**Task directions**
Say the number of lines in the records below that hold the word "innocent", and only that number.

**Records provided**

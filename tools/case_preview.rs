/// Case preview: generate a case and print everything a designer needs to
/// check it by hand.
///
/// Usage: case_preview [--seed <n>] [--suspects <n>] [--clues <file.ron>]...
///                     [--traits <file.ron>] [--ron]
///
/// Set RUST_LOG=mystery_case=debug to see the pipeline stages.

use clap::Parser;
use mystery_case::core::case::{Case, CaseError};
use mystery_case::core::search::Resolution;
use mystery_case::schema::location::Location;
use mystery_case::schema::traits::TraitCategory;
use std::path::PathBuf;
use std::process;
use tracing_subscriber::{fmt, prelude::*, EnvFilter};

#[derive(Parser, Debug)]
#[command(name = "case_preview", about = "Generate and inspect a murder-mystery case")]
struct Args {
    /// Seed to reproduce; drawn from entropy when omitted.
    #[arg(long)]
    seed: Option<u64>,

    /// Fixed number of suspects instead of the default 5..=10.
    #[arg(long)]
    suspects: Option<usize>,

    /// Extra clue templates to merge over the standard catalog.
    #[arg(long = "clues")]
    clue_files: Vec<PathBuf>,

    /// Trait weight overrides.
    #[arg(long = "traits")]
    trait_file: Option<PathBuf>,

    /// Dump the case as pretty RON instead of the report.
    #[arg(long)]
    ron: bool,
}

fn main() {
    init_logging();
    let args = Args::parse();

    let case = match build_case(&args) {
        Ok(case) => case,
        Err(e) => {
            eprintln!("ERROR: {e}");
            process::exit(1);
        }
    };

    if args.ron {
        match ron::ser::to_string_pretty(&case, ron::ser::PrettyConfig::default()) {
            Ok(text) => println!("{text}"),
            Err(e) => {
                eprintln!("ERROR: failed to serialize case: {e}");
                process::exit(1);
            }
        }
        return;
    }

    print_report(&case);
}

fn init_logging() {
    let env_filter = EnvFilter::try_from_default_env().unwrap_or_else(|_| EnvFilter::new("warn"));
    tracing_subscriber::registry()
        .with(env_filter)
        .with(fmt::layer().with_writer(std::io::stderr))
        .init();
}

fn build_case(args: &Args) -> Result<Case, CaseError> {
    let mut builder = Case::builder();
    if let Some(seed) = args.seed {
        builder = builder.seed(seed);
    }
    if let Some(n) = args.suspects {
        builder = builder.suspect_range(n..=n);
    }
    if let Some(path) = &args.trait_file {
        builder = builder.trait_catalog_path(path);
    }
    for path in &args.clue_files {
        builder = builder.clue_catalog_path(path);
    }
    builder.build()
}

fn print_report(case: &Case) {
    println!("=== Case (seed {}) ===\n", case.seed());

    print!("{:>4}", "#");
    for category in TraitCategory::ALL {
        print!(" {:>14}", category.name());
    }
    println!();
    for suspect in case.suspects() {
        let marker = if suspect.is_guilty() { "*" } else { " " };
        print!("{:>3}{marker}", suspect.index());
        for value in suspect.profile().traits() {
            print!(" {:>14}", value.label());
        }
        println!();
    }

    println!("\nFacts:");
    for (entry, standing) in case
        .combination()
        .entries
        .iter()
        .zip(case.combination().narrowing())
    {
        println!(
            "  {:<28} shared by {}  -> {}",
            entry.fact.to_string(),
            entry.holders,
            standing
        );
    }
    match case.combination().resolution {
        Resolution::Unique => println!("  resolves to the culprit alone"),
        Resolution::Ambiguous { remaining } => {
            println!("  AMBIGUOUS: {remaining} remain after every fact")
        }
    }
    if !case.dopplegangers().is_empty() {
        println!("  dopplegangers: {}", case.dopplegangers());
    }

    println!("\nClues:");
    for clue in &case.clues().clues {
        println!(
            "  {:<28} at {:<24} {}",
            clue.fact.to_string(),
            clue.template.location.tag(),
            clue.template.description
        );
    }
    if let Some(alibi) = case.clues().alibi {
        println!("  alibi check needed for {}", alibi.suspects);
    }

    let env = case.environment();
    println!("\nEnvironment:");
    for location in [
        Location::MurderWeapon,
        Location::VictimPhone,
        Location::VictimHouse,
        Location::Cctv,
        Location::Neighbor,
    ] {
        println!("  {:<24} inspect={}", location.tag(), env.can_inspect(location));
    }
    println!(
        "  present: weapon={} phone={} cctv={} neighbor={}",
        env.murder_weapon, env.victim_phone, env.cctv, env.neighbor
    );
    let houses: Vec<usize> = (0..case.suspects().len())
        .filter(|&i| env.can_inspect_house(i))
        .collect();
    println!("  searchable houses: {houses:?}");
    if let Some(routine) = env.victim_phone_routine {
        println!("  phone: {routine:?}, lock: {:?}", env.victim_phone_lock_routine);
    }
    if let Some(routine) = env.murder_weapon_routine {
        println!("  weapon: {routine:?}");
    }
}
--
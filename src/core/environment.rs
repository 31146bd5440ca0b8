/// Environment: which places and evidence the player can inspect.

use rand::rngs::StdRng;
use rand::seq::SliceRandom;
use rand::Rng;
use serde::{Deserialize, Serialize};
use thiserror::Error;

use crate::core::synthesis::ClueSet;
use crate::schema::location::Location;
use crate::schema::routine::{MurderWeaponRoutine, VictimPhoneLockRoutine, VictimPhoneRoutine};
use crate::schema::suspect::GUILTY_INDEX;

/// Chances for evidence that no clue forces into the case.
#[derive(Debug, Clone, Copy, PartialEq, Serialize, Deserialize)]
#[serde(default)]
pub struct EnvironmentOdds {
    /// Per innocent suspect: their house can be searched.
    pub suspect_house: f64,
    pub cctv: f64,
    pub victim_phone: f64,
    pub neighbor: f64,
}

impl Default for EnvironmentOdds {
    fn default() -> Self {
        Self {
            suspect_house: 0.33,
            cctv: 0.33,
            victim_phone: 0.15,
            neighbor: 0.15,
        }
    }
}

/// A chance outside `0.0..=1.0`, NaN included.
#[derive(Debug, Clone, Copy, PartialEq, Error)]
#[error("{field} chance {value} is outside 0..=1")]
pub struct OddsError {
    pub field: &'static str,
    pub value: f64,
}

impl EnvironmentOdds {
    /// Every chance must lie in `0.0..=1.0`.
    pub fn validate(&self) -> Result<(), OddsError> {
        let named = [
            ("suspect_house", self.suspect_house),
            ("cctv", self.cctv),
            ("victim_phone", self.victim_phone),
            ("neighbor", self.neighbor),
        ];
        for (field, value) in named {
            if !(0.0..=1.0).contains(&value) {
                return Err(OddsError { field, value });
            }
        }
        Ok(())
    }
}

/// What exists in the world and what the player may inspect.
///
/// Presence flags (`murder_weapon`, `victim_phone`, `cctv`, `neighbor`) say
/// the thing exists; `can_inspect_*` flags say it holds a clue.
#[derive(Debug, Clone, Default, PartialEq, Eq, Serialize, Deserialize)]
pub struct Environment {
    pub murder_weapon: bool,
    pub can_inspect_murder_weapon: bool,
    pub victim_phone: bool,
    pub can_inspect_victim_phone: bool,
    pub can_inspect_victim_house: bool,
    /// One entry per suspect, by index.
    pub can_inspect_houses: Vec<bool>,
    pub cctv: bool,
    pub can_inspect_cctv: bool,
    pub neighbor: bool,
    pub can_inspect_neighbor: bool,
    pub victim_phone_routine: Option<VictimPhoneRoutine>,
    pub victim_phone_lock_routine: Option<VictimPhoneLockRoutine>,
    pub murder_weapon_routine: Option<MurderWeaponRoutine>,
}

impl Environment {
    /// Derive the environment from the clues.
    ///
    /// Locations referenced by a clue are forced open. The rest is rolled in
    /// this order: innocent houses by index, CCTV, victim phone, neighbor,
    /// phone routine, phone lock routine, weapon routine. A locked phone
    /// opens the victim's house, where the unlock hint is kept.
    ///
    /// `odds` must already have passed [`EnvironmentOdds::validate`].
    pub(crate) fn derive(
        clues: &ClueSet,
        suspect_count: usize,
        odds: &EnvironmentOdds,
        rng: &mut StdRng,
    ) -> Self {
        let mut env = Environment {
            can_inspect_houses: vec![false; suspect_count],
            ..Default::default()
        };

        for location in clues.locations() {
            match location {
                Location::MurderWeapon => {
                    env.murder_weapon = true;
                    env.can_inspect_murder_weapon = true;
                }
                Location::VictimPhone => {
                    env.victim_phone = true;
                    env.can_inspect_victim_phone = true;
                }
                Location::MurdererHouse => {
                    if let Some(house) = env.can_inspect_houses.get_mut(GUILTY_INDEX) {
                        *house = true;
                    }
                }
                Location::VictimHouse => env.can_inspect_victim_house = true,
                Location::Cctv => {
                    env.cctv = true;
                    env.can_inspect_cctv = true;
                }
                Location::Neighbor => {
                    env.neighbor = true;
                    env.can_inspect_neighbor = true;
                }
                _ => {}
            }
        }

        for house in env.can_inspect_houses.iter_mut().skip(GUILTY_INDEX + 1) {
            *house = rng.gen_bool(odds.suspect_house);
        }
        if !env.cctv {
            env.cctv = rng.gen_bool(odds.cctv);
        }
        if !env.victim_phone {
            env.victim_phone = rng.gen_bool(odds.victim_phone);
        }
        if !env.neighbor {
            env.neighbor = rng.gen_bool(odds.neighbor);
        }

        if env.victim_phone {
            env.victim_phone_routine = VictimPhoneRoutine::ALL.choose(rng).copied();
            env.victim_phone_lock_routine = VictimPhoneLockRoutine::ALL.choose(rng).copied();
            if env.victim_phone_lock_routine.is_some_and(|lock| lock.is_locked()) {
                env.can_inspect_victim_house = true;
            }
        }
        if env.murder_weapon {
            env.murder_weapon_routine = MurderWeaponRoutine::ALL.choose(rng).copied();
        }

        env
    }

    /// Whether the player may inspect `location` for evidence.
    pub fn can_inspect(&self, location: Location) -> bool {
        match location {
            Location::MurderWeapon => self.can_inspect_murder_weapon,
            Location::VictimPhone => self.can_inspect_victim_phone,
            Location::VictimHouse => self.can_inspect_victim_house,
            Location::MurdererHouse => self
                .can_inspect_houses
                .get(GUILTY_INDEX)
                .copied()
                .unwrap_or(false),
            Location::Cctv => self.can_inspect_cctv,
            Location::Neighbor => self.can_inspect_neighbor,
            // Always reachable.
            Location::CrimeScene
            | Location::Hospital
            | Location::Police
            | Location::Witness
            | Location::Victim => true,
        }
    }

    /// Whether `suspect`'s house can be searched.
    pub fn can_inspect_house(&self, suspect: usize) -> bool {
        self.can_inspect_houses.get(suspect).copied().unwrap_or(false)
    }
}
* * *
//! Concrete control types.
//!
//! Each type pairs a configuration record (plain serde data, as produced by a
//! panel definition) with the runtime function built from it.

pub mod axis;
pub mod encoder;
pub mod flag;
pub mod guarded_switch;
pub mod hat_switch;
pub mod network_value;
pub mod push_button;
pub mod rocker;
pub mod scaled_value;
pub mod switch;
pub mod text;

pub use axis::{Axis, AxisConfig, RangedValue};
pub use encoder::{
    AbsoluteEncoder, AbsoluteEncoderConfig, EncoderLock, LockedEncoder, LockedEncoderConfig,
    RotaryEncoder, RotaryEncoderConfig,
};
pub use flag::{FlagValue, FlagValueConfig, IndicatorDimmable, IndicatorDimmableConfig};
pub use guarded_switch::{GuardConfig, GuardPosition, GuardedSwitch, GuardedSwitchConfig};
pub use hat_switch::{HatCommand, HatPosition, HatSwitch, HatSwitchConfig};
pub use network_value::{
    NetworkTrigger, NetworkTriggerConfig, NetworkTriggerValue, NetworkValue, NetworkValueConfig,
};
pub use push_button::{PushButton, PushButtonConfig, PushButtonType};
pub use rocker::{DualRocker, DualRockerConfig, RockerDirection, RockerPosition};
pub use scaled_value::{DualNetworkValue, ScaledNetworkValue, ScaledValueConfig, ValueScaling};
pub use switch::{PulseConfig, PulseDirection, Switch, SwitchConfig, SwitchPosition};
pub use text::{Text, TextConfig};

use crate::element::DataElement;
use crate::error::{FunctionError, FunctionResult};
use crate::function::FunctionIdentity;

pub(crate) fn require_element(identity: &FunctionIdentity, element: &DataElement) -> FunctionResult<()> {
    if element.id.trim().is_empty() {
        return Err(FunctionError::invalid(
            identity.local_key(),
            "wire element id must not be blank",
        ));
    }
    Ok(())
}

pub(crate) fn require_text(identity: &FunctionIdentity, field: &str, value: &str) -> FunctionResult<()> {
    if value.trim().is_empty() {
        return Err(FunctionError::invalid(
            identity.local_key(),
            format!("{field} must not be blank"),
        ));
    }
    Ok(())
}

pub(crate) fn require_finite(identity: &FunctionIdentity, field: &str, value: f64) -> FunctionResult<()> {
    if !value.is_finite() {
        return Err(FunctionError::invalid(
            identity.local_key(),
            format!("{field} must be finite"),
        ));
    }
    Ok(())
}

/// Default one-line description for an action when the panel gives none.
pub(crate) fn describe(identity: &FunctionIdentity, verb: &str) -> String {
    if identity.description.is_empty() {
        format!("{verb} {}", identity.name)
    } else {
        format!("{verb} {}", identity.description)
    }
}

**Response to the exercise**
2